In the quarter ended September, Xiaomi matched Samsung with a 23.5% share of smartphone shipments to India, up from the 17% it had in the previous quarter, tripling its shipment in terms of numbers, according to data from IDC. By comparison, Samsung's share declined marginally from 24% in the previous quarter, the data showed.
The Chinese company's Redmi Note 4 budget smartphone has been a runaway success in the country. The phone, priced around 9,000 rupees ($138), receives high marks for its design, quality chipset and extra memory.
Samsung has as many as 13 models in the 8,000-to-15,000-rupee price band that accounts for 45% of smartphone sales in India, far outnumbering Xiaomi's six models.
Yet, the South Korean company has failed to come up with a new model that can effectively compete with the Redmi Note 4, said Tarun Pathak, associate director at Counterpoint Research. "Samsung's most popular model in that price category is Galaxy J2, which is a couple of years old," Pathak said.
Sales of smartphones have been surging in India, now the world's second-largest market for such devices after China, due to the availability of high-speed internet services and low data tariffs. Last year, Reliance Jio, billionaire Mukesh Ambani's wireless venture, offered high-speed internet services free of cost for months, triggering a price war among mobile phone operators, pummeling data prices.
Samsung has been a leader in India's smartphone market since 2012 but it is Xiaomi, which entered the country in 2014, that has grabbed attention with its quick growth.
Starting as an online-only retailer, Xiaomi now holds more than a 50% share of India's online smartphone sales compared with Samsung's 20%, according to Counterpoint Research.
The company's strategy was well-timed. E-commerce has blossomed in India after a shaky start and today, smartphones are among the top sellers, accounting for 35% of all online sales.
By contrast, Samsung became known for its physical distribution network, an approach that worked well before. Samsung sells through 1,900 exclusive stores and 150,000 multi-brand retail outlets in India.
Here too, Xiaomi is beginning to pose a threat. Last year, Xiaomi entered into partnerships with distribution companies to sell through brick-and-mortar stores. It is also set to open 100 exclusive offline retail stores called Me Homes throughout the country.
Xiaomi's surge in the last quarter was particularly aided by the strong annual online sales of ecommerce companies such as Amazon and Flipkart in September, ahead of Diwali, the most prominent Hindu festival, which fell in October this year. The peak festive shopping period is marked by discounts, especially on smartphones.
"For the first time, we saw Xiaomi's models going on discount in September. They had a full supply of devices this festival season, unlike in the past when there was always a shortage," said Jaipal Singh, senior market analyst for client devices at IDC.

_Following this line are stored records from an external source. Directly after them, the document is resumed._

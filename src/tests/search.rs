// This is actually defined at `crate::search::tests_for_search`

use crate::search::*;

use std::cell::RefCell;

/// Numbers below `limit`; `n` leads to `n + 1` and `2n`.
struct Doubling {
    limit: u32,
    goal: fn(u32) -> bool,
    expanded: RefCell<Vec<u32>>,
}

impl Doubling {
    fn new(limit: u32, goal: fn(u32) -> bool) -> Self {
        Doubling { limit, goal, expanded: RefCell::new(vec![]) }
    }
}

impl Graph for Doubling {
    type State = u32;

    fn successors(&self, n: &u32) -> Vec<u32> {
        self.expanded.borrow_mut().push(*n);
        [n + 1, n * 2].into_iter().filter(|&m| m < self.limit).collect()
    }

    fn is_goal(&self, n: &u32) -> bool { (self.goal)(*n) }
}

#[test]
fn breadth_first_expands_in_layers() {
    let g = Doubling::new(100, |n| n == 6);
    assert_eq!(search_first(&g, 1, Strategy::BreadthFirst), Some(6));
    assert_eq!(*g.expanded.borrow(), [1, 2, 3, 4]);
}

#[test]
fn depth_first_follows_the_last_successor() {
    let g = Doubling::new(20, |n| n == 17);
    assert_eq!(search_first(&g, 1, Strategy::DepthFirst), Some(17));
    assert_eq!(&g.expanded.borrow()[..5], [1, 2, 4, 8, 16]);
}

#[test]
fn no_goal() {
    let g = Doubling::new(10, |_| false);
    assert_eq!(search_first(&g, 1, Strategy::BreadthFirst), None);
    // every state is expanded exactly once
    let mut expanded = g.expanded.borrow().clone();
    expanded.sort();
    assert_eq!(expanded, (1..10).collect::<Vec<_>>());

    let g = Doubling::new(10, |_| false);
    assert_eq!(search_first(&g, 1, Strategy::DepthFirst), None);
    assert_eq!(g.expanded.borrow().len(), 9);
}

#[test]
fn all_goals() {
    let g = Doubling::new(20, |n| n % 5 == 0);
    let mut goals = search_all(&g, 1, Strategy::BreadthFirst);
    goals.sort();
    assert_eq!(goals, [5, 10, 15]);

    let g = Doubling::new(20, |n| n % 5 == 0);
    let mut goals = search_all(&g, 1, Strategy::DepthFirst);
    goals.sort();
    assert_eq!(goals, [5, 10, 15]);
}

#[test]
fn start_can_be_the_goal() {
    let g = Doubling::new(10, |n| n == 1);
    assert_eq!(search_first(&g, 1, Strategy::DepthFirst), Some(1));
    assert!(g.expanded.borrow().is_empty());
}
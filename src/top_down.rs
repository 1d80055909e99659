//! Naive top-down parsing as search: a configuration is an input position and
//! the symbols still predicted there; its successors expand the leftmost
//! prediction by every rule, or match it against the next token.

use std::collections::HashSet;
use std::hash::{Hash, Hasher};
use std::rc::Rc;

use crate::grammar::{Grammar, Rule, Symbol};
use crate::search::{search_first, Graph, Strategy};
use crate::Recognizer;

/// Configurations are identified by position and predictions alone; the
/// rules applied to reach one are carried along but take no part in
/// equality.
#[derive(Clone, Debug)]
pub struct TopDownConfig<'g> {
    position: usize,
    predictions: Rc<[&'g Symbol]>,
    derivation: Vec<&'g Rule>,
}

impl<'g> TopDownConfig<'g> {
    pub fn position(&self) -> usize { self.position }
    pub fn predictions(&self) -> &[&'g Symbol] { &self.predictions }
    pub fn prediction(&self) -> Option<&'g Symbol> { self.predictions.first().copied() }

    /// The rules applied from the start configuration, leftmost first.
    pub fn derivation(&self) -> &[&'g Rule] { &self.derivation }
}

impl PartialEq for TopDownConfig<'_> {
    fn eq(&self, other: &Self) -> bool {
        self.position == other.position && self.predictions == other.predictions
    }
}

impl Eq for TopDownConfig<'_> {}

impl Hash for TopDownConfig<'_> {
    fn hash<H: Hasher>(&self, state: &mut H) {
        self.position.hash(state);
        self.predictions.hash(state);
    }
}

pub struct TopDownParser<'g> {
    grammar: &'g Grammar,
    nullable: HashSet<&'g Symbol>,
}

impl<'g> TopDownParser<'g> {
    pub fn new(grammar: &'g Grammar) -> Self {
        TopDownParser { grammar, nullable: grammar.nullable_symbols() }
    }

    fn start(&self) -> TopDownConfig<'g> {
        TopDownConfig {
            position: 0,
            predictions: Rc::from(vec![self.grammar.start()]),
            derivation: vec![],
        }
    }

    /// The leftmost derivation of the first complete parse the strategy
    /// finds.
    pub fn parse<T: AsRef<str>>(&self, tokens: &[T], strategy: Strategy) -> Option<Vec<&'g Rule>> {
        let input = Input { parser: self, tokens: tokens.iter().map(|t| t.as_ref()).collect() };
        search_first(&input, self.start(), strategy).map(|config| config.derivation)
    }
}

impl Recognizer for TopDownParser<'_> {
    fn accepts(&self, tokens: &[&str]) -> bool {
        self.parse(tokens, Strategy::DepthFirst).is_some()
    }
}

/// The search graph for one input.
struct Input<'p, 'g, 't> {
    parser: &'p TopDownParser<'g>,
    tokens: Vec<&'t str>,
}

impl<'p, 'g, 't> Input<'p, 'g, 't> {
    /// Every non-nullable prediction consumes at least one token.
    fn can_finish(&self, config: &TopDownConfig<'g>) -> bool {
        let needed = config.predictions.iter()
            .filter(|s| !self.parser.nullable.contains(**s))
            .count();
        needed <= self.tokens.len() - config.position
    }

    fn predict(&self, config: &TopDownConfig<'g>, nonterm: &'g Symbol) -> Vec<TopDownConfig<'g>> {
        self.parser.grammar.rules_for(nonterm).iter()
            .map(|rule| {
                let predictions: Vec<&'g Symbol> = rule.rhs().iter()
                    .chain(config.predictions[1..].iter().copied())
                    .collect();
                let mut derivation = config.derivation.clone();
                derivation.push(rule);
                TopDownConfig { position: config.position, predictions: predictions.into(), derivation }
            })
            .filter(|c| self.can_finish(c))
            .collect()
    }

    fn match_token(&self, config: &TopDownConfig<'g>, term: &Symbol) -> Vec<TopDownConfig<'g>> {
        match self.tokens.get(config.position) {
            Some(&token) if *term == *token => vec![TopDownConfig {
                position: config.position + 1,
                predictions: config.predictions[1..].into(),
                derivation: config.derivation.clone(),
            }],
            _ => vec![],
        }
    }
}

impl<'p, 'g, 't> Graph for Input<'p, 'g, 't> {
    type State = TopDownConfig<'g>;

    fn successors(&self, config: &TopDownConfig<'g>) -> Vec<TopDownConfig<'g>> {
        match config.prediction() {
            Some(next) if self.parser.grammar.is_nonterm(next) => self.predict(config, next),
            Some(next) => self.match_token(config, next),
            None => vec![],
        }
    }

    fn is_goal(&self, config: &TopDownConfig<'g>) -> bool {
        config.predictions.is_empty() && config.position == self.tokens.len()
    }
}

#[cfg(test)]
#[path = "tests/top_down.rs"]
mod tests_for_top_down;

According to a recent report in the Economic Times, Samsung has already kick-started a process to strengthen its Galaxy J and Galaxy ON series in the budget price band with some aggressive model launches to fob off its Chinese rival. The company's strategy is to counter Xiaomi by offering retailers margins that are 2-3% higher than Xiaomi's, the report said, quoting unidentified sources.
When contacted, Samsung pointed to GfK Nielsen data at the end of September that showed the South Korean company as the market leader in terms of sales value and volumes, with a 45% and 40% share, respectively. Comparable Nielsen data for Xiaomi were not available.
Samsung has in the past said that 2017 would be a record year for sales in terms of both volume and value for smartphones. Last year, Samsung reported 470 billion rupees in revenue from India, according to data from the Registrar of Companies. Roughly 65% of its local revenue came from smartphones.
Most analysts expect Samsung to make a comeback in the current quarter when sales at physical stores tend to pick up. Still, the company needs to reassess its online strategy to be competitive in the long run, they say.
Samsung has to be aggressive in tackling Xiaomi's online presence, said IDC's Singh.
Both Singh and Counterpoint's Pathak say the company needs to improve its pricing and its product portfolio, especially in the budget smartphone category.
"Samsung's existing models have been doing well. It needs to fit new models into the existing portfolio, with appealing price points and features," Counterpoint's Pathak said. "Unless it makes those changes, its leadership in India will be under threat," Pathak added.